**Work instruction:** Using the records below, locate all lines containing "true" and return them.

**Stored dataset items:**
_____
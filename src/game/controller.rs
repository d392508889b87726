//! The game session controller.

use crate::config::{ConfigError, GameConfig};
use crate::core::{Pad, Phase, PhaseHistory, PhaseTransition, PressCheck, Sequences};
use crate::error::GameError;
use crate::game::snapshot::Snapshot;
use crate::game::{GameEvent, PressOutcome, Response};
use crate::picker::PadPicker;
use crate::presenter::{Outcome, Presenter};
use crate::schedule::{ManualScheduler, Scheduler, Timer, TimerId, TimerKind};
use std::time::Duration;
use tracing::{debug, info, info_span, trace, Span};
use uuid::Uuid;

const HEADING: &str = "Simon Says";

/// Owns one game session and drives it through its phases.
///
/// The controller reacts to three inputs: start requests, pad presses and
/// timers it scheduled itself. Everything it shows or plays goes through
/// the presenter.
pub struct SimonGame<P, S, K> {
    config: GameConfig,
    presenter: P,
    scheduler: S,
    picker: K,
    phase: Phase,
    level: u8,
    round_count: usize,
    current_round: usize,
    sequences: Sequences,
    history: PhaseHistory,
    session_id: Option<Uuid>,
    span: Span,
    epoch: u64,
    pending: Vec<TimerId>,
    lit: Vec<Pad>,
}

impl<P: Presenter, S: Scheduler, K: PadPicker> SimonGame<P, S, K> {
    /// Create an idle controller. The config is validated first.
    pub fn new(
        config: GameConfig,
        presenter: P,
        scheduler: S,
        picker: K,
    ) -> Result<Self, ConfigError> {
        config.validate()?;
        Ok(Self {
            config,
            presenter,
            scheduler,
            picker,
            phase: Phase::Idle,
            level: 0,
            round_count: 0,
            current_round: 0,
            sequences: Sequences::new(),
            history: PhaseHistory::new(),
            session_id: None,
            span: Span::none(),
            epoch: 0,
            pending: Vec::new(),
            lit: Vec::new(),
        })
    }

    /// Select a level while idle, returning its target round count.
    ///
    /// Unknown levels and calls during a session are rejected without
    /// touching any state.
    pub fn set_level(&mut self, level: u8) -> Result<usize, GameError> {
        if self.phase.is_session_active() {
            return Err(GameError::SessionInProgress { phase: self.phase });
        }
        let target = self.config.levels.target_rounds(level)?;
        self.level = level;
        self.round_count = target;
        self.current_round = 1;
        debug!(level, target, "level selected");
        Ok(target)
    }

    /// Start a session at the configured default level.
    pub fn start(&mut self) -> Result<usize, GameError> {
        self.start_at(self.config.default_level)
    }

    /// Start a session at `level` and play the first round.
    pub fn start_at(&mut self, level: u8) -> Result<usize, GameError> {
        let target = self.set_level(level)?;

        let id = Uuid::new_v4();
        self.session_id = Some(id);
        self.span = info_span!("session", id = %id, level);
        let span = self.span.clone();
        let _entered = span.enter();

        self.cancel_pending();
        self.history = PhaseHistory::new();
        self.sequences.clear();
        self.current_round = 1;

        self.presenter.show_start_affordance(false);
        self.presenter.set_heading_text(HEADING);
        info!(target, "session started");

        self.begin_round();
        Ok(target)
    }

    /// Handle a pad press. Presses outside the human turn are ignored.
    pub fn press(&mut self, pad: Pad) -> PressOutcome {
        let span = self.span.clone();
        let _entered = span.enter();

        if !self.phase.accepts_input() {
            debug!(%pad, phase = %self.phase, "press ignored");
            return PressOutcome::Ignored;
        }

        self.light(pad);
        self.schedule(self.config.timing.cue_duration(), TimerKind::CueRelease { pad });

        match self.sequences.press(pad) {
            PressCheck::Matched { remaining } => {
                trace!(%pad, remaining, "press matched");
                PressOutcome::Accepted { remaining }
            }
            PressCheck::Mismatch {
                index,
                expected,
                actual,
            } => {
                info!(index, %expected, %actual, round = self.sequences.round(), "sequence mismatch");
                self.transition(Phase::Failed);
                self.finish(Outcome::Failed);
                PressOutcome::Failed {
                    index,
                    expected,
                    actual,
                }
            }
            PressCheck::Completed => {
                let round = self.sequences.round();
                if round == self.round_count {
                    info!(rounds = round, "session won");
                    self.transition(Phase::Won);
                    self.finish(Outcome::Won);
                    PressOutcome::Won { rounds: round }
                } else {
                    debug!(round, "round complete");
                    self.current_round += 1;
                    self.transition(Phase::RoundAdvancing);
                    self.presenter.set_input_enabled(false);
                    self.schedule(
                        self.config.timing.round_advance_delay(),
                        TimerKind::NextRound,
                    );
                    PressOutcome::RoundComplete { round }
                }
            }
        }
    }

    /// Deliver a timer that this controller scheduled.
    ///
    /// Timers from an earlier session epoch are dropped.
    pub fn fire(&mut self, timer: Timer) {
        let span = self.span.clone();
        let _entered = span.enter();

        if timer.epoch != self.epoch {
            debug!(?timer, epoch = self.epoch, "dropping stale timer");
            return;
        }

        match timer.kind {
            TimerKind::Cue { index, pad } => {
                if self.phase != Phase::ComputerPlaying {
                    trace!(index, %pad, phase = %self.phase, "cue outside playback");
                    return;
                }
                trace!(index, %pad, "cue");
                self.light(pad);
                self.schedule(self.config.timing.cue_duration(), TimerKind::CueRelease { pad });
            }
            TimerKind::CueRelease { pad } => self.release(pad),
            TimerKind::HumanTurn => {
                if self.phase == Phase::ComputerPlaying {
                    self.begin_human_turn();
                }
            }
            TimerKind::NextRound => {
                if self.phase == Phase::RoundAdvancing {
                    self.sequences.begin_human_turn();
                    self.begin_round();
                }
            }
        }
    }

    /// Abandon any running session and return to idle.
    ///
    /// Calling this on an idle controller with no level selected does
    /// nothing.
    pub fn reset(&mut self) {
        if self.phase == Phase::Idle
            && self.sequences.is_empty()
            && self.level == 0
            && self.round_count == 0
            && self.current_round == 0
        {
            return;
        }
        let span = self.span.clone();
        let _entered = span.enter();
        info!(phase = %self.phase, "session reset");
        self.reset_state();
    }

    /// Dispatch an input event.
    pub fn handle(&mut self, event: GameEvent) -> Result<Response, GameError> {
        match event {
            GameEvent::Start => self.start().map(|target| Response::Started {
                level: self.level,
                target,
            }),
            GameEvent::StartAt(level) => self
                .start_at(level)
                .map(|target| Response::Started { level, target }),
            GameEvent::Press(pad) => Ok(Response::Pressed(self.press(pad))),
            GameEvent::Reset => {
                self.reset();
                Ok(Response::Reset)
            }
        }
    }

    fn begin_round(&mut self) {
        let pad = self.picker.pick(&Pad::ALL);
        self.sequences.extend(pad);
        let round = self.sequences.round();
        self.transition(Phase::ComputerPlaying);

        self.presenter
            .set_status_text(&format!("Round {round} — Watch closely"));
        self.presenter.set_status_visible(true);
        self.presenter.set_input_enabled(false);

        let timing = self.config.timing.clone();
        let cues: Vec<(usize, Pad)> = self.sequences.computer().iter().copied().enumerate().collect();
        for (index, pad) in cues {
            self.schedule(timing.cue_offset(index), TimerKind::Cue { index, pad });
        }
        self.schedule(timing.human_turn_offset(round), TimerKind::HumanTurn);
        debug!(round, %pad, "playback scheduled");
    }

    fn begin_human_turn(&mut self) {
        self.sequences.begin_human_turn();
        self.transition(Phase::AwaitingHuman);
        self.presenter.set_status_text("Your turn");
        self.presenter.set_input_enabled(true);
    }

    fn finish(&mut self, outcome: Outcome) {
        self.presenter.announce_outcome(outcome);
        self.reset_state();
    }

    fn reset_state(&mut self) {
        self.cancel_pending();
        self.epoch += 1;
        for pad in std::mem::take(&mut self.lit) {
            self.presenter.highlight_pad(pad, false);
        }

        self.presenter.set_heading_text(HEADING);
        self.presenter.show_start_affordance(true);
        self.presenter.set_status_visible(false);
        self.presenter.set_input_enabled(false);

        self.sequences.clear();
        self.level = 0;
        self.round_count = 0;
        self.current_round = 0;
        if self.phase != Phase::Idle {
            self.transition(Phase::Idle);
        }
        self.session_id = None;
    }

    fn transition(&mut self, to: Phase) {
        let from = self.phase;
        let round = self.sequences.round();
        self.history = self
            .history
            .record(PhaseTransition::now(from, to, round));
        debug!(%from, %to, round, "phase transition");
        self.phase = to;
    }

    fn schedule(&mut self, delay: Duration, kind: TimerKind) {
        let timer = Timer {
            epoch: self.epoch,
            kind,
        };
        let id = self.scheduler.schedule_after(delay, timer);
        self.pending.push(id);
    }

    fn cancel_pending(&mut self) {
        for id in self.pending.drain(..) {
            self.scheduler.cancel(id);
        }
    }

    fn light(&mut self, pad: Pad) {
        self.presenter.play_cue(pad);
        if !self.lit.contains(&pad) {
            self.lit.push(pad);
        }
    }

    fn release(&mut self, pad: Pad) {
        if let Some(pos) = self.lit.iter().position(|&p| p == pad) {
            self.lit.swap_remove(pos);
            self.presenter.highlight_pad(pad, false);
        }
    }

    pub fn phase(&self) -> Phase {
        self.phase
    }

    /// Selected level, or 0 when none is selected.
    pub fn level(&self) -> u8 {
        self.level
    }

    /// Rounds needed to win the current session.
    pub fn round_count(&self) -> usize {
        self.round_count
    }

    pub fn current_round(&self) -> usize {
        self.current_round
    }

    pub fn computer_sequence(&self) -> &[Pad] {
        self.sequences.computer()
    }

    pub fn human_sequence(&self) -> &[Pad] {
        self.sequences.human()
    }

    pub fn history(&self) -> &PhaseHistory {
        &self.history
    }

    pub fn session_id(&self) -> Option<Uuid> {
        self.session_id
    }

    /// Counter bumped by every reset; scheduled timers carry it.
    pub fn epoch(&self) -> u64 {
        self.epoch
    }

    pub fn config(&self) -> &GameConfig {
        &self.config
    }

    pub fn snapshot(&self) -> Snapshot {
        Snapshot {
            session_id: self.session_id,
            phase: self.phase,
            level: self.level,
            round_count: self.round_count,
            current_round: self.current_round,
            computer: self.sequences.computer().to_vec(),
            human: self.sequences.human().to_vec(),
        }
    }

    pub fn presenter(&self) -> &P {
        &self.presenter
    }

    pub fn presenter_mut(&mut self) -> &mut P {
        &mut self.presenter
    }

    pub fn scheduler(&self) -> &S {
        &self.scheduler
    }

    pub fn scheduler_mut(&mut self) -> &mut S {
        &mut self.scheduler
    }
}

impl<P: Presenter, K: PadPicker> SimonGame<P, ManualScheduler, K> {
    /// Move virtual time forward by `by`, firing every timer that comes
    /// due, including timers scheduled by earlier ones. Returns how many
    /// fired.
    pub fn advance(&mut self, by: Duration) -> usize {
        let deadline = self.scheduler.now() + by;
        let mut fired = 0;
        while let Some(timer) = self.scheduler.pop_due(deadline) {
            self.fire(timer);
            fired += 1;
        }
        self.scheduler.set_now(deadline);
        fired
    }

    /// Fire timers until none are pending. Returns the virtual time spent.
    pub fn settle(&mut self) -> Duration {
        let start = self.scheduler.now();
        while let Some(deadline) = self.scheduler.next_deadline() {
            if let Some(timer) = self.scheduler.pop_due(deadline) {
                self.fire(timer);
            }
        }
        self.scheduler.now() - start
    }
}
_____
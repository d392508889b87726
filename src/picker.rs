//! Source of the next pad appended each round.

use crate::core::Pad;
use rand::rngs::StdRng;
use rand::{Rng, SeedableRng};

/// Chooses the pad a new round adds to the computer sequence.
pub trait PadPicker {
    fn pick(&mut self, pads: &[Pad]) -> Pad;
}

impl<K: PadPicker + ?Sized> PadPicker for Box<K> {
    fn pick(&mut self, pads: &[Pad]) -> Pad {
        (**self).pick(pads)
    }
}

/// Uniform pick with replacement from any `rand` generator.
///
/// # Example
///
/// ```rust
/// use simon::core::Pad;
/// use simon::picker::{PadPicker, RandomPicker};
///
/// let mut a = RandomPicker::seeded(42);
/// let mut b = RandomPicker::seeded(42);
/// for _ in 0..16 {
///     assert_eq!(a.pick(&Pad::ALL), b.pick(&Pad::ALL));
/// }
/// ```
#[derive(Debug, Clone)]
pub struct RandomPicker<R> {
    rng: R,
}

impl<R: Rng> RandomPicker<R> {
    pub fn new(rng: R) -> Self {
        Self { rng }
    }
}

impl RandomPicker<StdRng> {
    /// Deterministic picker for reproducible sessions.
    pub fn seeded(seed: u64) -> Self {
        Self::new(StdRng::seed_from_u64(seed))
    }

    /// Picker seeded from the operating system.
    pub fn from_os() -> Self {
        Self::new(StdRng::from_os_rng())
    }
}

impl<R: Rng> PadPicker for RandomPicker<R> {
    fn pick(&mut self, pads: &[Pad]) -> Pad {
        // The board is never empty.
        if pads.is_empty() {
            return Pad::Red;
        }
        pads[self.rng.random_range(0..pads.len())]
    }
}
_____
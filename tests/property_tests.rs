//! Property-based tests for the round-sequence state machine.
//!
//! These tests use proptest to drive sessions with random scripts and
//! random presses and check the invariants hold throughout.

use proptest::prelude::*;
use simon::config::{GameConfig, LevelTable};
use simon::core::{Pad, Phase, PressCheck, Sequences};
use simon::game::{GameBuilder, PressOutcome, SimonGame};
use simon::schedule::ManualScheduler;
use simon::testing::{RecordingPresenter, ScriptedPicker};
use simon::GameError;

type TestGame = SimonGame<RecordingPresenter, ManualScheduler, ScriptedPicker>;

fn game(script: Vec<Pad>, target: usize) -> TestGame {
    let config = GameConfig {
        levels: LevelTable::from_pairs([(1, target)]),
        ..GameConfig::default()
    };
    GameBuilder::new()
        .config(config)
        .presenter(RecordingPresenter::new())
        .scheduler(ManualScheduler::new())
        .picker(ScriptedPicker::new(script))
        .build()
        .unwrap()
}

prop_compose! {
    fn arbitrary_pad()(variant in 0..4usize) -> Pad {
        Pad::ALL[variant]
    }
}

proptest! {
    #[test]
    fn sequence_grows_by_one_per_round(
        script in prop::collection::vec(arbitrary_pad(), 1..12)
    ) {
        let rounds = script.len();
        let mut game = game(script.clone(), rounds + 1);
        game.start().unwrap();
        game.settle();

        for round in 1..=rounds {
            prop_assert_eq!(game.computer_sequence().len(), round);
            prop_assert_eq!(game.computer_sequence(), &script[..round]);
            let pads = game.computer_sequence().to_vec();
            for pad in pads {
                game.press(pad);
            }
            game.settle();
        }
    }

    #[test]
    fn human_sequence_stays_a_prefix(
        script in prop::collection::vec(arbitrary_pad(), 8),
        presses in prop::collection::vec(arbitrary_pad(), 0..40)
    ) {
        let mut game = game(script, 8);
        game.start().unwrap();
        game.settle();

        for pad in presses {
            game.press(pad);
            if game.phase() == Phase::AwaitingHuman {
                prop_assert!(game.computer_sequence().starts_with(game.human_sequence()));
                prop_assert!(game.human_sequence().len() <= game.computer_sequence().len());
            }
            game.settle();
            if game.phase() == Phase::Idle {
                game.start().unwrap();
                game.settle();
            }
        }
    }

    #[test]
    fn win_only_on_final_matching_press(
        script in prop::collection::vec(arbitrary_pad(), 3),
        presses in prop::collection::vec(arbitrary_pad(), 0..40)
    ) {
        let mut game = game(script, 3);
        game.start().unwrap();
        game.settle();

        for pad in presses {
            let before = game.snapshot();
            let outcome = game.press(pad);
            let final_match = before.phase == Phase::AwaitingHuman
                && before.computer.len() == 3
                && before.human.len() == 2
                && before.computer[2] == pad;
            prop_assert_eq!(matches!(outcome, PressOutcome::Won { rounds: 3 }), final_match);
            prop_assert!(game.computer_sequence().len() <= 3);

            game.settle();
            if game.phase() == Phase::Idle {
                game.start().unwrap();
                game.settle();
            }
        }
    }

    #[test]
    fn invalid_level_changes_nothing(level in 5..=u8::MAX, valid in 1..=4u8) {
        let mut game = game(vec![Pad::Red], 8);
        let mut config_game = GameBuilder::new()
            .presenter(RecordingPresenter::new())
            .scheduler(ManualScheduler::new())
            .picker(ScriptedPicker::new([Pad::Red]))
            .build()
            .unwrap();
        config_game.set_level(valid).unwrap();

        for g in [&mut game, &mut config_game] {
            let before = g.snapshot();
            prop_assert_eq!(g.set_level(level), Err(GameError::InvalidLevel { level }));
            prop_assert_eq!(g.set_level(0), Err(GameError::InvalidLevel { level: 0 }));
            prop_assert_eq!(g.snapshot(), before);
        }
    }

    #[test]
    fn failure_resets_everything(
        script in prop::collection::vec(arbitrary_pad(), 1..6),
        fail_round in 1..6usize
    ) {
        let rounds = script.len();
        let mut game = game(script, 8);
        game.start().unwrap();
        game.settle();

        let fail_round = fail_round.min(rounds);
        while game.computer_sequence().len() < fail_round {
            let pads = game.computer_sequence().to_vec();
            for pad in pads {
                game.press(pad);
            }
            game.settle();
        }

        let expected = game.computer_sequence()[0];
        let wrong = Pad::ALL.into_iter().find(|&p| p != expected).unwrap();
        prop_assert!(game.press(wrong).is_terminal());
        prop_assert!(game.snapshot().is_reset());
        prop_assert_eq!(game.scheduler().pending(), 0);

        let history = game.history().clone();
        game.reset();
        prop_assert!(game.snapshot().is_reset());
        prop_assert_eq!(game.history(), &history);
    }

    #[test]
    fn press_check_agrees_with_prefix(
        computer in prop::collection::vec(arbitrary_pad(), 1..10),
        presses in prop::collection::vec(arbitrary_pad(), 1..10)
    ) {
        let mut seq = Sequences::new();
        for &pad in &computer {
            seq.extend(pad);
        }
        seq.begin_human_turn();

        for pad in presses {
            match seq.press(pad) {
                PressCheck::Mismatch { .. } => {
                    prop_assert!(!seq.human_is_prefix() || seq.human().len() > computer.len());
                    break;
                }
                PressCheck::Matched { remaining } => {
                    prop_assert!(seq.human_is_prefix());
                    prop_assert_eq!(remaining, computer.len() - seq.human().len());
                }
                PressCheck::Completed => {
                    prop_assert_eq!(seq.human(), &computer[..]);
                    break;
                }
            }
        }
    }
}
_____
**Task result:**
        self.presenter.set_status_visible(true);
        self.presenter.set_input_enabled(true);
        self.presenter.show_start_affordance(true);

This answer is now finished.